New Portuguese Grammar, afirma ser a utilidade da língua portuguesa “tão bem

conhecida por todos os mercadores ingleses que fazem negócios em geral nas diferentes partes do mundo conhecido”, e, portanto “será desnecessário utilizar-se de quaisquer argumentos aqui para prová-lo” (TRANSTAGANO, 1768, p. v) 75.
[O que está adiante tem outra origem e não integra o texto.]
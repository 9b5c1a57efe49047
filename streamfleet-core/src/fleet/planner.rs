use std::fmt;
use std::sync::Arc;

use chrono::{DateTime, Utc};
use serde::{Deserialize, Serialize};
use thiserror::Error;
use tracing::{debug, info, warn};

use crate::clock::Clock;
use crate::config::{PlacementSection, PressureBasis};

use super::models::{DiskPressure, Node, NodeStatus, NodeTelemetry, StreamingStrategy};
use super::registry::{NodeRegistry, RegistryError};
use super::telemetry::TelemetryProbe;

const MB: u64 = 1024 * 1024;

#[derive(Debug, Error)]
pub enum PlacementError {
    #[error("no nodes available for placement")]
    NoNodesAvailable,
    #[error("fleet analysis failed: {0}")]
    AnalysisFailed(String),
    #[error("registry error: {0}")]
    Registry(#[from] RegistryError),
}

impl PlacementError {
    pub fn code(&self) -> &'static str {
        match self {
            PlacementError::NoNodesAvailable => "NO_NODES_AVAILABLE",
            PlacementError::AnalysisFailed(_) | PlacementError::Registry(_) => "ANALYSIS_FAILED",
        }
    }
}

#[derive(Debug, Clone, Serialize, Deserialize)]
pub struct PlacementRequest {
    pub job_id: String,
    pub source_url: String,
    pub file_size_bytes: u64,
}

#[derive(Debug, Clone, Serialize, Deserialize, PartialEq)]
pub struct NodeCandidate {
    pub node_id: String,
    pub score: f64,
    pub telemetry: NodeTelemetry,
    pub spare_capacity: i64,
}

#[derive(Debug, Clone, Serialize, Deserialize, PartialEq)]
pub struct PlanEstimates {
    /// Local disk the plan will consume on the primary node.
    pub local_disk_gb: f64,
    pub primary_available_disk_gb: f64,
    /// Relative streaming robustness, 0..=1.
    pub performance_score: f64,
    pub analyzed_nodes: usize,
}

#[derive(Debug, Clone, Serialize, Deserialize, PartialEq)]
pub struct DistributionPlan {
    pub job_id: String,
    pub strategy: StreamingStrategy,
    pub fallback_strategy: StreamingStrategy,
    pub disk_pressure: DiskPressure,
    pub pressure_disk_percent: f64,
    pub primary: NodeCandidate,
    pub backups: Vec<NodeCandidate>,
    pub estimates: PlanEstimates,
    pub created_at: DateTime<Utc>,
}

impl DistributionPlan {
    /// Primary first, then backups in rank order.
    pub fn ranked_nodes(&self) -> impl Iterator<Item = &NodeCandidate> {
        std::iter::once(&self.primary).chain(self.backups.iter())
    }
}

/// `100 - disk*0.5 - cpu*0.3 - mem*0.2 + min(net/100, 20)`, never below zero.
pub fn suitability_score(telemetry: &NodeTelemetry) -> f64 {
    let score = 100.0 - telemetry.disk_percent * 0.5 - telemetry.cpu_percent * 0.3
        - telemetry.ram_percent * 0.2
        + (telemetry.network_mbps / 100.0).min(20.0);
    score.max(0.0)
}

pub fn select_strategy(
    pressure: DiskPressure,
    file_size_bytes: u64,
    config: &PlacementSection,
) -> StreamingStrategy {
    let small = config.small_file_mb * MB;
    let medium = config.medium_file_mb * MB;
    match pressure {
        DiskPressure::Critical => StreamingStrategy::UrlStreaming,
        DiskPressure::High if file_size_bytes <= small => StreamingStrategy::DownloadStreaming,
        DiskPressure::High => StreamingStrategy::UrlStreaming,
        DiskPressure::Medium if file_size_bytes <= medium => StreamingStrategy::DownloadStreaming,
        DiskPressure::Medium => StreamingStrategy::UrlStreaming,
        DiskPressure::Low => StreamingStrategy::DownloadStreaming,
    }
}

/// Sorts by score descending. The sort is stable, so equal scores keep the
/// input order.
pub fn rank_candidates(mut candidates: Vec<NodeCandidate>) -> Vec<NodeCandidate> {
    candidates.sort_by(|a, b| {
        b.score
            .partial_cmp(&a.score)
            .unwrap_or(std::cmp::Ordering::Equal)
    });
    candidates
}

/// Chooses the node and delivery strategy for a streaming job. Read-only:
/// node state is never mutated here.
pub struct PlacementPlanner {
    registry: NodeRegistry,
    probe: Arc<dyn TelemetryProbe>,
    config: PlacementSection,
    clock: Arc<dyn Clock>,
}

impl fmt::Debug for PlacementPlanner {
    fn fmt(&self, f: &mut fmt::Formatter<'_>) -> fmt::Result {
        f.debug_struct("PlacementPlanner")
            .field("config", &self.config)
            .finish()
    }
}

impl PlacementPlanner {
    pub fn new(
        registry: NodeRegistry,
        probe: Arc<dyn TelemetryProbe>,
        config: PlacementSection,
        clock: Arc<dyn Clock>,
    ) -> Self {
        Self {
            registry,
            probe,
            config,
            clock,
        }
    }

    pub async fn distribute_stream(
        &self,
        request: &PlacementRequest,
    ) -> Result<DistributionPlan, PlacementError> {
        let nodes: Vec<Node> = self
            .registry
            .list_by_status(NodeStatus::Active)?
            .into_iter()
            .filter(|node| node.spare_capacity() > 0)
            .collect();
        if nodes.is_empty() {
            warn!(job_id = %request.job_id, "no active nodes with spare capacity");
            return Err(PlacementError::NoNodesAvailable);
        }

        let candidates = self.analyze(&nodes).await;
        if candidates.is_empty() {
            return Err(PlacementError::AnalysisFailed(format!(
                "telemetry unavailable for all {} active nodes",
                nodes.len()
            )));
        }

        let analyzed = candidates.len();
        let fleet_disk_average =
            candidates.iter().map(|c| c.telemetry.disk_percent).sum::<f64>() / analyzed as f64;
        let mut ranked = rank_candidates(candidates).into_iter();
        let primary = ranked
            .next()
            .ok_or_else(|| PlacementError::AnalysisFailed("empty ranking".to_string()))?;
        let backups: Vec<NodeCandidate> = ranked.take(self.config.backup_count).collect();

        let pressure_percent = match self.config.pressure_basis {
            PressureBasis::FleetAverage => fleet_disk_average,
            PressureBasis::Primary => primary.telemetry.disk_percent,
        };
        let plan = self.build_plan(request, primary, backups, pressure_percent, analyzed);
        info!(
            job_id = %plan.job_id,
            node_id = %plan.primary.node_id,
            strategy = %plan.strategy,
            pressure = ?plan.disk_pressure,
            backups = plan.backups.len(),
            "distribution plan computed"
        );
        Ok(plan)
    }

    /// Plan restricted to one node, used when a session is relocated.
    pub async fn plan_for_node(
        &self,
        node: &Node,
        request: &PlacementRequest,
    ) -> Result<DistributionPlan, PlacementError> {
        let telemetry = self
            .probe
            .probe(node)
            .await
            .map_err(|err| PlacementError::AnalysisFailed(err.to_string()))?;
        let candidate = NodeCandidate {
            node_id: node.id.clone(),
            score: suitability_score(&telemetry),
            telemetry,
            spare_capacity: node.spare_capacity(),
        };
        Ok(self.build_plan(request, candidate, Vec::new(), telemetry.disk_percent, 1))
    }

    async fn analyze(&self, nodes: &[Node]) -> Vec<NodeCandidate> {
        let probes = nodes.iter().map(|node| self.probe.probe(node));
        let results = futures::future::join_all(probes).await;
        let mut candidates = Vec::with_capacity(nodes.len());
        for (node, result) in nodes.iter().zip(results) {
            match result {
                Ok(telemetry) => {
                    let score = suitability_score(&telemetry);
                    debug!(node_id = %node.id, score, disk = telemetry.disk_percent, "node analyzed");
                    candidates.push(NodeCandidate {
                        node_id: node.id.clone(),
                        score,
                        telemetry,
                        spare_capacity: node.spare_capacity(),
                    });
                }
                Err(error) => {
                    warn!(node_id = %node.id, %error, "telemetry probe failed, skipping node");
                }
            }
        }
        candidates
    }

    fn build_plan(
        &self,
        request: &PlacementRequest,
        primary: NodeCandidate,
        backups: Vec<NodeCandidate>,
        pressure_percent: f64,
        analyzed_nodes: usize,
    ) -> DistributionPlan {
        let disk_pressure = DiskPressure::from_percent(pressure_percent);
        let strategy = select_strategy(disk_pressure, request.file_size_bytes, &self.config);
        let local_disk_gb = match strategy {
            StreamingStrategy::DownloadStreaming => {
                request.file_size_bytes as f64 / (1024.0 * MB as f64)
            }
            StreamingStrategy::UrlStreaming => 0.0,
        };
        let performance_score = match strategy {
            StreamingStrategy::DownloadStreaming => 0.9,
            StreamingStrategy::UrlStreaming => 0.7,
        } * (primary.score / 100.0).clamp(0.0, 1.2);
        DistributionPlan {
            job_id: request.job_id.clone(),
            strategy,
            fallback_strategy: StreamingStrategy::UrlStreaming,
            disk_pressure,
            pressure_disk_percent: pressure_percent,
            estimates: PlanEstimates {
                local_disk_gb,
                primary_available_disk_gb: primary.telemetry.available_disk_gb,
                performance_score: performance_score.min(1.0),
                analyzed_nodes,
            },
            primary,
            backups,
            created_at: self.clock.now(),
        }
    }
}

#[cfg(test)]
mod tests {
    use super::*;

    fn telemetry(disk: f64, cpu: f64, ram: f64, net: f64) -> NodeTelemetry {
        NodeTelemetry {
            cpu_percent: cpu,
            ram_percent: ram,
            disk_percent: disk,
            available_disk_gb: 100.0,
            network_mbps: net,
        }
    }

    #[test]
    fn score_formula_and_network_cap() {
        let t = telemetry(20.0, 10.0, 50.0, 1000.0);
        assert!((suitability_score(&t) - (100.0 - 10.0 - 3.0 - 10.0 + 10.0)).abs() < 1e-9);
        let fast = telemetry(0.0, 0.0, 0.0, 10_000.0);
        assert!((suitability_score(&fast) - 120.0).abs() < 1e-9);
        let saturated = telemetry(100.0, 100.0, 100.0, 0.0);
        assert_eq!(suitability_score(&saturated), 0.0);
    }

    #[test]
    fn decision_matrix_matches_table() {
        let config = PlacementSection::default();
        let sizes = [100 * MB, 1024 * MB, 4096 * MB];
        let expectations = [
            (10.0, [true, true, true]),
            (60.0, [true, true, false]),
            (80.0, [true, false, false]),
            (95.0, [false, false, false]),
        ];
        for (disk, downloads) in expectations {
            let pressure = DiskPressure::from_percent(disk);
            for (size, download) in sizes.iter().zip(downloads) {
                let expected = if download {
                    StreamingStrategy::DownloadStreaming
                } else {
                    StreamingStrategy::UrlStreaming
                };
                assert_eq!(
                    select_strategy(pressure, *size, &config),
                    expected,
                    "disk={disk} size={size}"
                );
            }
        }
    }

    #[test]
    fn threshold_sizes_are_inclusive() {
        let config = PlacementSection::default();
        assert_eq!(
            select_strategy(DiskPressure::High, 500 * MB, &config),
            StreamingStrategy::DownloadStreaming
        );
        assert_eq!(
            select_strategy(DiskPressure::Medium, 2048 * MB + 1, &config),
            StreamingStrategy::UrlStreaming
        );
    }

    #[test]
    fn ranking_is_stable_on_ties() {
        let make = |id: &str, score: f64| NodeCandidate {
            node_id: id.to_string(),
            score,
            telemetry: telemetry(0.0, 0.0, 0.0, 0.0),
            spare_capacity: 1,
        };
        let ranked = rank_candidates(vec![
            make("a", 50.0),
            make("b", 70.0),
            make("c", 50.0),
            make("d", 70.0),
        ]);
        let order: Vec<&str> = ranked.iter().map(|c| c.node_id.as_str()).collect();
        assert_eq!(order, vec!["b", "d", "a", "c"]);
    }
}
Quanto ao estudo da língua inglesa – pelos portugueses – ele o justifica pela relação econômica, bélica e mercantil que Portugal sempre teve com a Inglaterra. Nesse sentido, foi com o intuito não só de facilitar o acesso às grandes obras inglesas e portuguesas, das quais se poderia aprender em prol do progresso, mas principalmente para promover este progresso e facilitar a manutenção das relações comerciais entre os dois países, como explica em seus Prefácios de seu Dictionary of the Portuguese and

English Languages (1773), intitulado “To the Reader”, na primeira parte, destinada aos

ingleses, e “Ao Leitor”, na segunda, voltada para os portugueses.